[Collected data]
use anyhow::{Context as _, Error};
use getopts::Options;
use navstack_core::logging::{init_logging, shutdown_logging};
use navstack_core::settings::Settings;
use navstack_core::view::navigation::{
    NavigationBar, NavigationDescription, NavigationStack, PopOptions, StackNavigator,
};
use navstack_core::view::tabs::TabSelector;
use navstack_core::view::view_controller::{ViewControllerId, ViewControllerSpec};
use navstack_core::view::{
    Component, Event, NavigationMetadata, Props, SavedState, Screen, ViewProps,
};
use navstack_core::Context;
use serde_json::json;
use std::env;
use std::rc::Rc;
use std::sync::mpsc::{channel, Receiver};

const DEFAULT_SETTINGS_PATH: &str = "Settings.toml";

/// A screen with a title, a back label and a scratch state it saves on unmount.
struct Page {
    name: String,
    title: String,
    back_label: Option<String>,
    nested: Option<NavigationStack>,
}

impl Page {
    fn new(name: &str, title: &str, back_label: Option<&str>) -> Rc<Page> {
        Rc::new(Page {
            name: name.to_string(),
            title: title.to_string(),
            back_label: back_label.map(str::to_string),
            nested: None,
        })
    }

    fn hosting(name: &str, stack: NavigationStack) -> Rc<Page> {
        Rc::new(Page {
            name: name.to_string(),
            title: name.to_string(),
            back_label: None,
            nested: Some(stack),
        })
    }
}

impl Component for Page {
    fn name(&self) -> &str {
        &self.name
    }

    fn mount(&self, props: ViewProps) -> Box<dyn Screen> {
        let visits = props
            .initial_state
            .as_ref()
            .and_then(|state| state.get("visits"))
            .and_then(|visits| visits.as_u64())
            .unwrap_or(0);

        Box::new(PageScreen {
            title: self.title.clone(),
            back_label: self.back_label.clone(),
            nested: self.nested.clone(),
            visits: visits + 1,
            props,
        })
    }
}

struct PageScreen {
    title: String,
    back_label: Option<String>,
    nested: Option<NavigationStack>,
    visits: u64,
    props: ViewProps,
}

impl Screen for PageScreen {
    fn update(&mut self, props: ViewProps) {
        self.props = props;
    }

    fn will_unmount(&mut self) {
        let mut state = SavedState::new();
        state.insert("visits".to_string(), json!(self.visits));
        self.props.save_state(&state);
    }

    fn navigation_metadata(&self) -> Option<&dyn NavigationMetadata> {
        Some(self)
    }

    fn nested_navigator(&self) -> Option<NavigationStack> {
        self.nested.clone()
    }
}

impl NavigationMetadata for PageScreen {
    fn navigation(&self) -> NavigationDescription {
        let mut custom = serde_json::Map::new();
        custom.insert("visits".to_string(), json!(self.visits));

        NavigationDescription {
            title: Some(self.title.clone()),
            back_label: self.back_label.clone(),
            custom,
            ..Default::default()
        }
    }
}

/// Runs deferred work and routes events until both queues are empty.
fn pump(context: &Context, rx: &Receiver<Event>, shell: &mut StackNavigator) {
    loop {
        context.scheduler.run_until_idle();
        let events: Vec<Event> = rx.try_iter().collect();
        if events.is_empty() {
            break;
        }
        for evt in &events {
            if !shell.handle_event(evt) {
                tracing::trace!(event = ?evt, "event not handled by the shell");
            }
        }
    }
}

fn print_bar(step: &str, bar: Option<&NavigationBar>) {
    let Some(state) = bar.and_then(|bar| bar.state()) else {
        println!("{:<28} (no navigation bar)", step);
        return;
    };

    let transition = bar
        .and_then(|bar| bar.last_transition())
        .map_or("none", |transition| transition.as_str());
    println!(
        "{:<28} title={:<10} back={:<5} label={:<8} transition={}",
        step,
        state.title.as_deref().unwrap_or("-"),
        state.left_arrow,
        state.left_label.as_deref().unwrap_or("-"),
        transition
    );
}

fn print_stack(stack: &NavigationStack) {
    let names: Vec<String> = stack
        .view_controllers()
        .iter()
        .filter_map(|id| stack.get_view_controller(id))
        .map(|record| record.component.name().to_string())
        .collect();
    println!("{:<28} [{}]", "  stack", names.join(", "));
}

fn run_stack_scenario(context: &Context, rx: &Receiver<Event>) {
    let animated = context.animated();
    let mut shell = StackNavigator::new(
        "main",
        ViewControllerSpec::new(Page::new("inbox", "Inbox", None)),
        context,
    );
    pump(context, rx, &mut shell);
    print_bar("mount", shell.navigation_bar());

    let stack = shell.stack().clone();
    stack.push(
        Page::new("thread", "Thread", Some("Inbox")),
        Props::new(),
        animated,
    );
    pump(context, rx, &mut shell);
    print_bar("push thread", shell.navigation_bar());

    let mut props = Props::new();
    props.insert("message".to_string(), json!(7));
    stack.push(
        Page::new("message", "Message", Some("Thread")),
        props,
        animated,
    );
    pump(context, rx, &mut shell);
    print_bar("push message", shell.navigation_bar());
    print_stack(&stack);

    if shell.navigation_bar().is_some_and(|bar| bar.tap_left()) {
        pump(context, rx, &mut shell);
        print_bar("tap back", shell.navigation_bar());
    } else {
        stack.pop(PopOptions::animated(animated));
        pump(context, rx, &mut shell);
        print_bar("pop", shell.navigation_bar());
    }
    print_stack(&stack);

    stack.pop_to_root(PopOptions::animated(animated));
    pump(context, rx, &mut shell);
    print_bar("pop to root", shell.navigation_bar());

    let missing = stack.pop_to_view(&ViewControllerId::new(), PopOptions::default());
    pump(context, rx, &mut shell);
    println!(
        "{:<28} {}",
        "pop to unknown view",
        missing.map_or("ignored".to_string(), |id| id.to_string())
    );
    print_stack(&stack);
}

fn run_nested_scenario(context: &Context, rx: &Receiver<Event>) {
    let inner = NavigationStack::new(
        "library",
        ViewControllerSpec::new(Page::new("shelf", "Shelf", None)),
        context,
    );
    let mut shell = StackNavigator::new(
        "outer",
        ViewControllerSpec::new(Page::hosting("library", inner.clone())),
        context,
    );
    pump(context, rx, &mut shell);
    print_bar("nested mount", shell.navigation_bar());

    inner.push(
        Page::new("book", "Book", Some("Shelf")),
        Props::new(),
        context.animated(),
    );
    shell.stack().refresh_navigation();
    pump(context, rx, &mut shell);
    print_bar("nested push", shell.navigation_bar());
}

fn run_tabs_scenario(context: &Context, rx: &Receiver<Event>) -> Result<(), Error> {
    let tabs = TabSelector::new(
        "tabs",
        vec![
            ViewControllerSpec::new(Page::new("home", "Home", None)).tab("Home"),
            ViewControllerSpec::new(Page::new("search", "Search", None)).tab("Search"),
            ViewControllerSpec::new(Page::new("profile", "Profile", None)),
        ],
        context,
    )?;
    println!("tabs at {:?}", tabs.position());

    for index in [1, 0, 1] {
        tabs.set_selected_index(index)?;
        context.scheduler.run_until_idle();
        let visits = tabs
            .with_active_screen(|screen| {
                screen
                    .downcast_ref::<PageScreen>()
                    .map(|screen| screen.visits)
            })
            .flatten()
            .unwrap_or(0);
        let labels: Vec<String> = tabs
            .tabs()
            .iter()
            .map(|item| {
                if item.selected {
                    format!("[{}]", item.label)
                } else {
                    item.label.clone()
                }
            })
            .collect();
        println!("{:<28} {} visits={}", "select tab", labels.join(" "), visits);
    }

    if let Err(e) = tabs.set_selected_index(tabs.tab_count()) {
        println!("{:<28} {}", "select out of range", e);
    }

    let items = tabs.tabs();
    if let Some(item) = items.last() {
        (item.on_select)();
        println!("{:<28} index={}", "tap last tab", tabs.selected_index());
    }

    let drained = rx.try_iter().count();
    tracing::debug!(drained, "tab events drained");

    Ok(())
}

fn run() -> Result<(), Error> {
    let args: Vec<String> = env::args().skip(1).collect();

    let mut opts = Options::new();
    opts.optopt(
        "s",
        "settings",
        "Path to the settings file.",
        "SETTINGS_PATH",
    );
    opts.optflag("h", "help", "Print this help message.");

    let matches = opts.parse(&args).context("failed to parse the command line arguments")?;

    if matches.opt_present("h") {
        print!("{}", opts.usage("Usage: navstack-demo [-s SETTINGS_PATH]"));
        return Ok(());
    }

    let settings_path = matches
        .opt_str("s")
        .unwrap_or_else(|| DEFAULT_SETTINGS_PATH.to_string());
    let settings = Settings::load_or_default(&settings_path);

    init_logging(&settings.logging)?;
    tracing::info!(settings = %settings_path, "starting demo");

    let (hub, rx) = channel();
    let context = Context::new(hub, settings);

    run_stack_scenario(&context, &rx);
    run_nested_scenario(&context, &rx);
    run_tabs_scenario(&context, &rx)?;

    Ok(())
}

fn main() -> Result<(), Error> {
    let result = run();

    if let Err(e) = &result {
        tracing::error!(error = %e, "demo failed");
    }

    shutdown_logging();

    result
}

**Brief**. For each line above that holds the string "events", provide a copy of that line.

**Reply**.
/// Runs deferred work and routes events until both queues are empty.
        let events: Vec<Event> = rx.try_iter().collect();
        if events.is_empty() {
        for evt in &events {
    tracing::debug!(drained, "tab events drained");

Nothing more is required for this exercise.